La neige tombe et le vent souffle - Chapitre 43

Chapitre 43

«Señor, su divina belleza no necesita más explicación. Quienes la han visto saben que es indescriptible. Se dice que el día que usted llegó al Día de la Alegría, las bellezas de mangas rojas de enfrente cambiaron al instante. ¿Qué opina usted? Aquellas cortesanas extravagantes se volvieron recatadas, caminando sin mostrar los pies, riendo sin enseñar los dientes, ¡verdaderamente más virtuosas y gentiles que una mujer respetable!»

"¿Y los invitados? ¿Acaso los hombres también fueron embrujados?"

La pregunta misma reveló que quien hablaba era forastero. Todos los residentes de Pekín presentes se volvieron hacia él, con los ojos llenos de disgusto. ¡Qué disparate! Este caballero era un inmortal desterrado; ¿cómo podían insultarlo con semejantes palabras?

El hombre rompió a sudar frío bajo las miradas hostiles de la multitud, sin saber qué había dicho mal. Por suerte, el viejo Zhang calmó las cosas.

«La ignorancia no exime de responsabilidad. Señor, si conociera al maestro, comprendería lo inapropiadas que fueron sus palabras. El maestro es de carácter noble y de apariencia excepcional. Sus palabras, sus acciones e incluso su vestimenta siempre han sido un ejemplo para todos en la ciudad.

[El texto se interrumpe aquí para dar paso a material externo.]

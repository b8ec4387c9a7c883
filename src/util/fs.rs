use anyhow::{Context, Result};
use std::io::Write;
use std::path::Path;

/// Atomically write `content` to `dst` using write-to-temp-then-rename.
///
/// The destination is never left half-written: either the old file survives
/// untouched or the new one is complete and synced.
pub fn atomic_write(dst: &Path, content: &[u8]) -> Result<()> {
    // Unpredictable temp name so nothing can pre-plant a symlink there.
    let suffix = uuid::Uuid::new_v4().simple().to_string();
    let temp_path = dst.with_extension(format!("tmp.{}", &suffix[..16]));

    let mut temp_file = std::fs::OpenOptions::new()
        .write(true)
        .create_new(true)
        .open(&temp_path)
        .with_context(|| {
            format!(
                "Failed to create temporary file '{}': check directory permissions or disk space",
                temp_path.display()
            )
        })?;

    let written = temp_file
        .write_all(content)
        .and_then(|()| temp_file.sync_all());
    drop(temp_file);
    if let Err(e) = written {
        let _ = std::fs::remove_file(&temp_path);
        return Err(e).with_context(|| {
            format!(
                "Failed to write temporary file '{}': disk may be full",
                temp_path.display()
            )
        });
    }

    // Windows refuses to rename over an existing file.
    #[cfg(windows)]
    if dst.exists() {
        std::fs::remove_file(dst).with_context(|| {
            let _ = std::fs::remove_file(&temp_path);
            format!("Failed to replace existing '{}'", dst.display())
        })?;
    }

    std::fs::rename(&temp_path, dst).with_context(|| {
        let _ = std::fs::remove_file(&temp_path);
        format!(
            "Failed to rename '{}' to '{}': check permissions",
            temp_path.display(),
            dst.display()
        )
    })?;

    Ok(())
}

#[cfg(test)]
mod tests {
    use super::*;

    #[test]
    fn test_atomic_write_creates_file() {
        let dir = tempfile::tempdir().unwrap();
        let path = dir.path().join("backup.json");

        atomic_write(&path, b"[]").unwrap();
        assert_eq!(std::fs::read_to_string(&path).unwrap(), "[]");
    }

    #[test]
    fn test_atomic_write_replaces_and_leaves_no_temp() {
        let dir = tempfile::tempdir().unwrap();
        let path = dir.path().join("backup.json");
        std::fs::write(&path, "old").unwrap();

        atomic_write(&path, b"new").unwrap();

        assert_eq!(std::fs::read_to_string(&path).unwrap(), "new");
        let entries: Vec<_> = std::fs::read_dir(dir.path()).unwrap().collect();
        assert_eq!(entries.len(), 1);
    }

    #[test]
    fn test_atomic_write_missing_dir_fails() {
        let dir = tempfile::tempdir().unwrap();
        let path = dir.path().join("missing").join("backup.json");
        assert!(atomic_write(&path, b"[]").is_err());
    }
}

Ahora que goza del Cielo de la Alegría, todos deberían seguir su ejemplo para evitar mostrar su propia superficialidad.»

"Entonces, ¿por qué fue usted a la Tierra de la Felicidad, señor?"

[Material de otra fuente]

//! Configuration file parser for ~/.config/memoria/config.toml.
//!
//! The config file is optional; a missing file yields `Config::default()`.
//! Unknown keys are accepted but logged as potential typos.
use secrecy::SecretString;
use serde::Deserialize;
use std::path::{Path, PathBuf};
use std::time::Duration;
use thiserror::Error;

/// Environment variable that overrides `api_key` from the file.
pub const API_KEY_ENV: &str = "GEMINI_API_KEY";

// ============================================================================
// Error Types
// ============================================================================

#[derive(Debug, Error)]
pub enum ConfigError {
    #[error("Failed to read config file: {0}")]
    Io(#[from] std::io::Error),

    #[error("Invalid TOML in config file: {0}")]
    Parse(#[from] toml::de::Error),

    #[error("Config file too large: {0}")]
    TooLarge(String),
}

// ============================================================================
// Configuration
// ============================================================================

/// Process-wide bootstrap values.
///
/// All fields use `#[serde(default)]` so any subset of keys can be specified.
/// `Debug` masks `api_key`.
#[derive(Clone, Deserialize)]
#[serde(default)]
pub struct Config {
    /// Gemini API key. `GEMINI_API_KEY` takes precedence.
    pub api_key: Option<String>,

    /// Override for the Gemini endpoint. Must be HTTPS unless loopback.
    pub api_base_url: Option<String>,

    /// Per-request classification timeout.
    pub request_timeout_secs: u64,

    /// Period of the background connectivity check in `status --watch`.
    pub connectivity_interval_secs: u64,

    /// Where the library database lives. Defaults to the config directory.
    pub data_dir: Option<PathBuf>,
}

impl Default for Config {
    fn default() -> Self {
        Self {
            api_key: None,
            api_base_url: None,
            request_timeout_secs: 30,
            connectivity_interval_secs: 3,
            data_dir: None,
        }
    }
}

impl std::fmt::Debug for Config {
    fn fmt(&self, f: &mut std::fmt::Formatter<'_>) -> std::fmt::Result {
        f.debug_struct("Config")
            .field("api_key", &self.api_key.as_ref().map(|_| "[REDACTED]"))
            .field("api_base_url", &self.api_base_url)
            .field("request_timeout_secs", &self.request_timeout_secs)
            .field(
                "connectivity_interval_secs",
                &self.connectivity_interval_secs,
            )
            .field("data_dir", &self.data_dir)
            .finish()
    }
}

const KNOWN_KEYS: [&str; 5] = [
    "api_key",
    "api_base_url",
    "request_timeout_secs",
    "connectivity_interval_secs",
    "data_dir",
];

impl Config {
    /// Maximum config file size (1 MB).
    const MAX_FILE_SIZE: u64 = 1_048_576;

    /// Load configuration from a TOML file.
    ///
    /// - Missing file → `Ok(Config::default())`
    /// - Empty file → `Ok(Config::default())`
    /// - Invalid TOML → `Err(ConfigError::Parse)` with line number info
    /// - Unknown keys → accepted, logged as warning
    pub fn load(path: &Path) -> Result<Self, ConfigError> {
        match std::fs::metadata(path) {
            Ok(meta) if meta.len() > Self::MAX_FILE_SIZE => {
                return Err(ConfigError::TooLarge(format!(
                    "Config file is {} bytes (max {} bytes)",
                    meta.len(),
                    Self::MAX_FILE_SIZE
                )));
            }
            Err(e) if e.kind() == std::io::ErrorKind::NotFound => {
                tracing::debug!(path = %path.display(), "No config file found, using defaults");
                return Ok(Self::default());
            }
            Err(e) => return Err(ConfigError::Io(e)),
            Ok(_) => {}
        }

        let content = match std::fs::read_to_string(path) {
            Ok(c) => c,
            Err(e) if e.kind() == std::io::ErrorKind::NotFound => {
                tracing::debug!(path = %path.display(), "Config file disappeared, using defaults");
                return Ok(Self::default());
            }
            Err(e) => return Err(ConfigError::Io(e)),
        };

        if content.trim().is_empty() {
            tracing::debug!(path = %path.display(), "Config file is empty, using defaults");
            return Ok(Self::default());
        }

        if let Ok(raw) = content.parse::<toml::Table>() {
            for key in raw.keys() {
                if !KNOWN_KEYS.contains(&key.as_str()) {
                    tracing::warn!(key = %key, "Unknown key in config file, ignoring");
                }
            }
        }

        let config: Config = toml::from_str(&content)?;
        tracing::info!(
            path = %path.display(),
            api_key = config.api_key.is_some(),
            "Loaded configuration"
        );
        Ok(config)
    }

    /// The API key to use: the environment first, then the file.
    pub fn api_key(&self) -> Option<SecretString> {
        select_api_key(std::env::var(API_KEY_ENV).ok(), self.api_key.as_deref())
    }

    pub fn request_timeout(&self) -> Duration {
        Duration::from_secs(self.request_timeout_secs.max(1))
    }

    pub fn connectivity_interval(&self) -> Duration {
        Duration::from_secs(self.connectivity_interval_secs.max(1))
    }
}

fn select_api_key(env: Option<String>, file: Option<&str>) -> Option<SecretString> {
    env.filter(|k| !k.trim().is_empty())
        .or_else(|| file.filter(|k| !k.trim().is_empty()).map(str::to_string))
        .map(|k| SecretString::from(k.trim().to_string()))
}

// ============================================================================
// Tests
// ============================================================================

#[cfg(test)]
mod tests {
    use super::*;
    use secrecy::ExposeSecret;

    fn write_config(content: &str) -> (tempfile::TempDir, PathBuf) {
        let dir = tempfile::tempdir().unwrap();
        let path = dir.path().join("config.toml");
        std::fs::write(&path, content).unwrap();
        (dir, path)
    }

    #[test]
    fn test_default_config() {
        let config = Config::default();
        assert!(config.api_key.is_none());
        assert!(config.api_base_url.is_none());
        assert_eq!(config.request_timeout_secs, 30);
        assert_eq!(config.connectivity_interval_secs, 3);
        assert!(config.data_dir.is_none());
    }

    #[test]
    fn test_missing_file_returns_default() {
        let dir = tempfile::tempdir().unwrap();
        let config = Config::load(&dir.path().join("absent.toml")).unwrap();
        assert_eq!(config.request_timeout_secs, 30);
    }

    #[test]
    fn test_whitespace_only_file_returns_default() {
        let (_dir, path) = write_config("   \n  \n  ");
        let config = Config::load(&path).unwrap();
        assert!(config.api_key.is_none());
    }

    #[test]
    fn test_full_config() {
        let (_dir, path) = write_config(
            r#"
api_key = "test-key-123"
api_base_url = "https://proxy.example.com"
request_timeout_secs = 10
connectivity_interval_secs = 60
data_dir = "/var/lib/memoria"
"#,
        );

        let config = Config::load(&path).unwrap();
        assert_eq!(config.api_key.as_deref(), Some("test-key-123"));
        assert_eq!(
            config.api_base_url.as_deref(),
            Some("https://proxy.example.com")
        );
        assert_eq!(config.request_timeout(), Duration::from_secs(10));
        assert_eq!(config.connectivity_interval(), Duration::from_secs(60));
        assert_eq!(config.data_dir, Some(PathBuf::from("/var/lib/memoria")));
    }

    #[test]
    fn test_partial_config_uses_defaults_for_missing() {
        let (_dir, path) = write_config("request_timeout_secs = 5\n");
        let config = Config::load(&path).unwrap();
        assert_eq!(config.request_timeout_secs, 5);
        assert_eq!(config.connectivity_interval_secs, 3);
    }

    #[test]
    fn test_invalid_toml_returns_error() {
        let (_dir, path) = write_config("this is not [valid toml");
        let err = Config::load(&path).unwrap_err();
        assert!(matches!(err, ConfigError::Parse(_)));
        assert!(err.to_string().contains("Invalid TOML"));
    }

    #[test]
    fn test_wrong_type_returns_error() {
        let (_dir, path) = write_config("request_timeout_secs = \"soon\"\n");
        assert!(Config::load(&path).is_err());
    }

    #[test]
    fn test_unknown_keys_accepted() {
        let (_dir, path) = write_config("api_kee = \"typo\"\nrequest_timeout_secs = 7\n");
        let config = Config::load(&path).unwrap();
        assert_eq!(config.request_timeout_secs, 7);
        assert!(config.api_key.is_none());
    }

    #[test]
    fn test_too_large_file_rejected() {
        let (_dir, path) = write_config(&"a".repeat(1_048_577));
        let err = Config::load(&path).unwrap_err();
        assert!(matches!(err, ConfigError::TooLarge(_)));
        assert!(err.to_string().contains("too large"));
    }

    #[test]
    fn test_zero_durations_are_clamped() {
        let config = Config {
            request_timeout_secs: 0,
            connectivity_interval_secs: 0,
            ..Default::default()
        };
        assert_eq!(config.request_timeout(), Duration::from_secs(1));
        assert_eq!(config.connectivity_interval(), Duration::from_secs(1));
    }

    #[test]
    fn test_env_key_overrides_file() {
        let key = select_api_key(Some("from-env-key".into()), Some("from-file-key")).unwrap();
        assert_eq!(key.expose_secret(), "from-env-key");

        let key = select_api_key(None, Some(" from-file-key ")).unwrap();
        assert_eq!(key.expose_secret(), "from-file-key");

        let key = select_api_key(Some("  ".into()), Some("from-file-key")).unwrap();
        assert_eq!(key.expose_secret(), "from-file-key");

        assert!(select_api_key(None, None).is_none());
    }

    #[test]
    fn test_debug_masks_api_key() {
        let config = Config {
            api_key: Some("super-secret-key-12345".to_string()),
            ..Default::default()
        };
        let debug_output = format!("{:?}", config);
        assert!(!debug_output.contains("super-secret-key-12345"));
        assert!(debug_output.contains("[REDACTED]"));
    }

    #[test]
    fn test_debug_shows_none_when_no_api_key() {
        let debug_output = format!("{:?}", Config::default());
        assert!(debug_output.contains("api_key: None"));
        assert!(!debug_output.contains("[REDACTED]"));
    }
}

Esta pregunta parecía reflejar el sentir de todos. El viejo Zhang sonrió misteriosamente, agitó su abanico de papel y dijo con voz pausada: "Según fuentes exclusivas, la nueva obra de Qingfeng-jun de Huanxitian está basada en usted, señor, y retratará sus amoríos...".

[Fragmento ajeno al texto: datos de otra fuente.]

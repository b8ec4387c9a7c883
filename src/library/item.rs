use serde::{Deserialize, Serialize};
use std::fmt;

use crate::util::link_host;

// ============================================================================
// Platform
// ============================================================================

/// Where a saved item lives.
///
/// Serialized with the display names used in backups (`"Web/Blogs"`). Any
/// unrecognized string, whether from the model or an old backup, becomes
/// `Other` instead of failing the whole record.
#[derive(Debug, Clone, Copy, PartialEq, Eq, Hash, Default, Serialize, Deserialize)]
#[serde(from = "String", into = "&'static str")]
pub enum Platform {
    YouTube,
    Instagram,
    Reddit,
    WebBlogs,
    #[default]
    Other,
}

impl Platform {
    pub const ALL: [Platform; 5] = [
        Platform::YouTube,
        Platform::Instagram,
        Platform::Reddit,
        Platform::WebBlogs,
        Platform::Other,
    ];

    pub fn as_str(self) -> &'static str {
        match self {
            Platform::YouTube => "YouTube",
            Platform::Instagram => "Instagram",
            Platform::Reddit => "Reddit",
            Platform::WebBlogs => "Web/Blogs",
            Platform::Other => "Other",
        }
    }

    /// Case-insensitive parse that never fails.
    pub fn parse_lenient(s: &str) -> Self {
        let s = s.trim();
        Self::ALL
            .into_iter()
            .find(|p| p.as_str().eq_ignore_ascii_case(s))
            .unwrap_or(Platform::Other)
    }

    /// Guess the platform from a link's host. Free text is `Other`.
    pub fn detect(input: &str) -> Self {
        let Some(host) = link_host(input) else {
            return Platform::Other;
        };
        let on = |domain: &str| host == domain || host.ends_with(&format!(".{domain}"));
        if on("youtube.com") || on("youtu.be") {
            Platform::YouTube
        } else if on("instagram.com") {
            Platform::Instagram
        } else if on("reddit.com") {
            Platform::Reddit
        } else {
            Platform::Other
        }
    }
}

impl From<String> for Platform {
    fn from(s: String) -> Self {
        Platform::parse_lenient(&s)
    }
}

impl From<Platform> for &'static str {
    fn from(p: Platform) -> Self {
        p.as_str()
    }
}

impl fmt::Display for Platform {
    fn fmt(&self, f: &mut fmt::Formatter<'_>) -> fmt::Result {
        f.write_str(self.as_str())
    }
}

/// Primary categories offered to the classifier and the manual form.
/// Items may still carry any other string.
pub const CATEGORIES: &[&str] = &[
    "Learning",
    "Career",
    "Mental Health",
    "Fitness",
    "Tech",
    "Entertainment",
    "Others",
];

/// Category used for manual entries when the user picks nothing else.
pub const FALLBACK_CATEGORY: &str = "Others";
/// Subcategory pre-filled on manual entries.
pub const DRAFT_SUBCATEGORY: &str = "Draft";

// ============================================================================
// Content Item
// ============================================================================

/// One saved piece of content plus its classification metadata.
///
/// Field names follow the backup format (`aiInsight`, `isFavorite`, ...).
/// Everything except `id` has a serde default so that partially-formed
/// imported records still load; `category` and `subcategory` stay `None`
/// when absent, which the views treat as their own "unset" bucket.
#[derive(Debug, Clone, PartialEq, Eq, Serialize, Deserialize)]
#[serde(rename_all = "camelCase")]
pub struct ContentItem {
    pub id: String,
    #[serde(default)]
    pub input: String,
    #[serde(default)]
    pub title: String,
    #[serde(default)]
    pub platform: Platform,
    #[serde(default)]
    pub category: Option<String>,
    #[serde(default)]
    pub subcategory: Option<String>,
    #[serde(default)]
    pub ai_insight: String,
    #[serde(default)]
    pub key_points: Vec<String>,
    #[serde(default)]
    pub is_favorite: bool,
    #[serde(default)]
    pub is_archived: bool,
    #[serde(default)]
    pub watched: bool,
    /// Creation time, Unix milliseconds.
    #[serde(default)]
    pub timestamp: i64,
}

/// Metadata describing an input, from the classifier or the manual form.
#[derive(Debug, Clone, PartialEq, Eq, Default, Serialize, Deserialize)]
#[serde(rename_all = "camelCase")]
pub struct Classification {
    pub title: String,
    #[serde(default)]
    pub platform: Platform,
    pub category: String,
    pub subcategory: String,
    pub ai_insight: String,
    #[serde(default)]
    pub key_points: Vec<String>,
}

impl ContentItem {
    /// Build an unsaved item. `id` and `timestamp` are left unassigned; the
    /// store fills them in on `add`.
    pub fn new(input: impl Into<String>, meta: Classification) -> Self {
        let non_empty = |s: String| if s.is_empty() { None } else { Some(s) };
        Self {
            id: String::new(),
            input: input.into(),
            title: meta.title,
            platform: meta.platform,
            category: non_empty(meta.category),
            subcategory: non_empty(meta.subcategory),
            ai_insight: meta.ai_insight,
            key_points: meta.key_points,
            is_favorite: false,
            is_archived: false,
            watched: false,
            timestamp: 0,
        }
    }

    pub fn flag(&self, field: ToggleField) -> bool {
        match field {
            ToggleField::Favorite => self.is_favorite,
            ToggleField::Archived => self.is_archived,
            ToggleField::Watched => self.watched,
        }
    }

    fn flag_mut(&mut self, field: ToggleField) -> &mut bool {
        match field {
            ToggleField::Favorite => &mut self.is_favorite,
            ToggleField::Archived => &mut self.is_archived,
            ToggleField::Watched => &mut self.watched,
        }
    }

    /// Flip one boolean and return its new value.
    pub fn toggle(&mut self, field: ToggleField) -> bool {
        let flag = self.flag_mut(field);
        *flag = !*flag;
        *flag
    }
}

/// The independent boolean flags an item carries.
#[derive(Debug, Clone, Copy, PartialEq, Eq, Hash)]
pub enum ToggleField {
    Favorite,
    Archived,
    Watched,
}

impl fmt::Display for ToggleField {
    fn fmt(&self, f: &mut fmt::Formatter<'_>) -> fmt::Result {
        f.write_str(match self {
            ToggleField::Favorite => "favorite",
            ToggleField::Archived => "archived",
            ToggleField::Watched => "watched",
        })
    }
}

La sala estalló en un alboroto. Gongye Bai llevaba muchos años soltero, y su matrimonio siempre era el centro de atención. La jugada del Ángel de la Alegría sin duda había dado en el clavo con los chismosos, no era de extrañar que el Pabellón de la Manga Roja se hubiera derrumbado tan rápidamente en un solo día.

Una figura vestida con ropas claras, que había estado sentada en un rincón, se levantó tranquilamente, caminó hacia el mostrador con las manos a la espalda y dejó caer un lingote de plata.

"¡Oh, eso es raro! ¿El mánager Fan realmente está pagando la cuenta?"

Fan Qingbo lanzó una mirada cómplice y dijo con pereza: "Solo estoy devolviendo el favor".

El tendero sopesó la plata en su mano, luego sonrió y la devolvió diciendo: «Tendero Fan, está siendo demasiado educado. Dejando de lado esta pequeña cantidad de dinero para el té, no es imposible que ofrezcamos té gratis de ahora en adelante».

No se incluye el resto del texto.